MAR-VEL-LI-MA. Decorem já o nome esquisito que estes putos de Beja são maravilhosos. A sua essência é o rock psicadélico vintage, mas, em vez de serem mais um clone dos Tame Impala, têm uma identidade muito própria, temperando a viagem psicotrópica com funk e sabores latinos.
Os dois singles são grandes malhas pop, com melodias certeiras e luminosas, que ficam instantaneamente a bailar no ouvido; publicidade enganosa, já que o tom dominante no álbum é o oposto: temas bizarros e sombrios, com uma alergia profunda ao formato-canção. Os timbres são exóticos e irreais, alucinações induzidas por ácidos, ou pelo sol a pique de Beja no Verão.

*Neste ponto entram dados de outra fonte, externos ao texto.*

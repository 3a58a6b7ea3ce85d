use rust_decimal::Decimal;
use serde::{Deserialize, Serialize};
use time::{Date, OffsetDateTime};
use uuid::Uuid;

use super::{Envelope, Resource, line_item::LineAmountType};
use crate::endpoints::XeroEndpoint;
use crate::error::Result;
use crate::utils::date_format::{xero_date_format_option, xero_datetime_format_option};
use crate::utils::serde_helpers::{display_fromstr, wrapped_list, xero_enum};

xero_enum! {
    pub enum Status {
        Draft => "DRAFT",
        Posted => "POSTED",
        Deleted => "DELETED",
        Voided => "VOIDED",
    }
}

/// One debit (positive amount) or credit (negative amount) line of a journal.
#[derive(Clone, Debug, Default, PartialEq, Eq, Serialize, Deserialize)]
#[serde(rename = "JournalLine", rename_all = "PascalCase")]
pub struct JournalLine {
    #[serde(default, with = "display_fromstr", skip_serializing_if = "Option::is_none")]
    pub line_amount: Option<Decimal>,
    #[serde(default, skip_serializing_if = "Option::is_none")]
    pub account_code: Option<String>,
    #[serde(default, skip_serializing_if = "Option::is_none")]
    pub description: Option<String>,
    #[serde(default, skip_serializing_if = "Option::is_none")]
    pub tax_type: Option<String>,
}

impl JournalLine {
    #[must_use]
    pub fn new(line_amount: Decimal, account_code: impl Into<String>) -> Self {
        Self {
            line_amount: Some(line_amount),
            account_code: Some(account_code.into()),
            ..Self::default()
        }
    }
}

#[derive(Clone, Debug, Default, PartialEq, Eq, Serialize, Deserialize)]
#[serde(rename = "ManualJournal", rename_all = "PascalCase")]
pub struct ManualJournal {
    #[serde(
        rename = "ManualJournalID",
        default,
        with = "display_fromstr",
        skip_serializing_if = "Option::is_none"
    )]
    pub manual_journal_id: Option<Uuid>,
    #[serde(default, with = "xero_date_format_option", skip_serializing_if = "Option::is_none")]
    pub date: Option<Date>,
    #[serde(default, skip_serializing_if = "Option::is_none")]
    pub status: Option<Status>,
    #[serde(default)]
    pub narration: String,
    #[serde(default, skip_serializing_if = "Option::is_none")]
    pub line_amount_types: Option<LineAmountType>,
    #[serde(default, with = "journal_lines", skip_serializing_if = "Vec::is_empty")]
    pub journal_lines: Vec<JournalLine>,
}

wrapped_list!(mod journal_lines: JournalLine => "JournalLine");

impl ManualJournal {
    #[must_use]
    pub fn new(narration: impl Into<String>, date: Date, journal_lines: Vec<JournalLine>) -> Self {
        Self {
            narration: narration.into(),
            date: Some(date),
            journal_lines,
            ..Self::default()
        }
    }

    /// Sum of all line amounts. Xero only accepts journals that balance to zero.
    #[must_use]
    pub fn balance(&self) -> Decimal {
        self.journal_lines
            .iter()
            .filter_map(|line| line.line_amount)
            .sum()
    }
}

#[derive(Clone, Debug, PartialEq, Eq, Serialize)]
pub struct Summary {
    #[serde(rename = "JournalID")]
    pub journal_id: Option<Uuid>,
    #[serde(rename = "Date", serialize_with = "xero_date_format_option::serialize")]
    pub date: Option<Date>,
}

#[derive(Debug, Deserialize)]
#[serde(rename_all = "PascalCase")]
pub struct Response {
    #[serde(default)]
    pub id: Option<String>,
    #[serde(default)]
    pub status: Option<String>,
    #[serde(default)]
    pub provider_name: Option<String>,
    #[serde(rename = "DateTimeUTC", default, with = "xero_datetime_format_option")]
    pub date_time_utc: Option<OffsetDateTime>,
    #[serde(default, with = "manual_journals")]
    pub manual_journals: Vec<ManualJournal>,
}

wrapped_list!(mod manual_journals: ManualJournal => "ManualJournal");

impl Envelope for Response {
    type Record = ManualJournal;

    fn status(&self) -> Option<&str> {
        self.status.as_deref()
    }

    fn into_records(self) -> Vec<ManualJournal> {
        self.manual_journals
    }
}

#[derive(Serialize)]
#[serde(rename = "ManualJournals")]
struct Request<'a> {
    #[serde(rename = "ManualJournal")]
    manual_journals: &'a [ManualJournal],
}

impl Resource for ManualJournal {
    const NAME: &'static str = "ManualJournal";

    type Envelope = Response;
    type Summary = Summary;

    fn endpoint() -> XeroEndpoint {
        XeroEndpoint::ManualJournals
    }

    fn to_xml(records: &[Self]) -> Result<String> {
        super::to_xml(&Request {
            manual_journals: records,
        })
    }

    fn identifier(&self) -> Option<Uuid> {
        self.manual_journal_id
    }

    fn summary(&self) -> Summary {
        Summary {
            journal_id: self.manual_journal_id,
            date: self.date,
        }
    }
}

As teclas soam líquidas, escorrendo lânguidas sem forma fixa, moldando-se aos contornos da nossa imaginação. A guitarra envolve-nos numa langorosa neblina, como se tudo fosse um vaporoso sonho…
Não é um sonho agradável. As harmonias lúgubres e dissonantes desenham a carvão o pior dos pesadelos. É um psicadelismo negro, que nada tem a ver com o éden de paz e amor sonhado pelos hippies. A metáfora certa é a bad trip: a loucura, a fragmentação do eu. A canção que é mais explícita a este respeito chama-se, justamente, “Demência”. O tema começa sereno, representando a lucidez ainda intacta; até que as teclas assomam, trémulas, anunciando o início da derrocada. A partir daí, a desorganização mental vai subindo, num crescendo, até à insanidade absoluta, numa articulação perfeita entre forma (sonoridades excêntricas e aflitivas) e conteúdo (o tema da loucura).
Por todo o álbum, aparecem congas e palavras em castelhano. É que a angústia que atravessa o disco não acontece num vazio; ocorre numa geografia particular, a América Latina; não a postiça das telenovelas mexicanas e dos vídeos tontos do Ricky Martin, mas a autêntica, a carnal e violenta, a visceral e desmedida. Não havendo nunca um convite formal a outras referências pop deste universo, elas acabam por aparecer de qualquer maneira, aproveitando a porta deixada aberta: Manu Chao e seus mexicanos de Tijuana, entornando-se em “tequila, sexo y marijuana”; os GNR e a sua puta Juanita, “the puerto rico girl, she’s only 15 but she’s learned a lot, she licks, she sucks, que maravilla”; Pablo Escobar caindo de um telhado de Medellín para a nossa sala de jantar, ensopando de sangue o tapete novo do IKEA…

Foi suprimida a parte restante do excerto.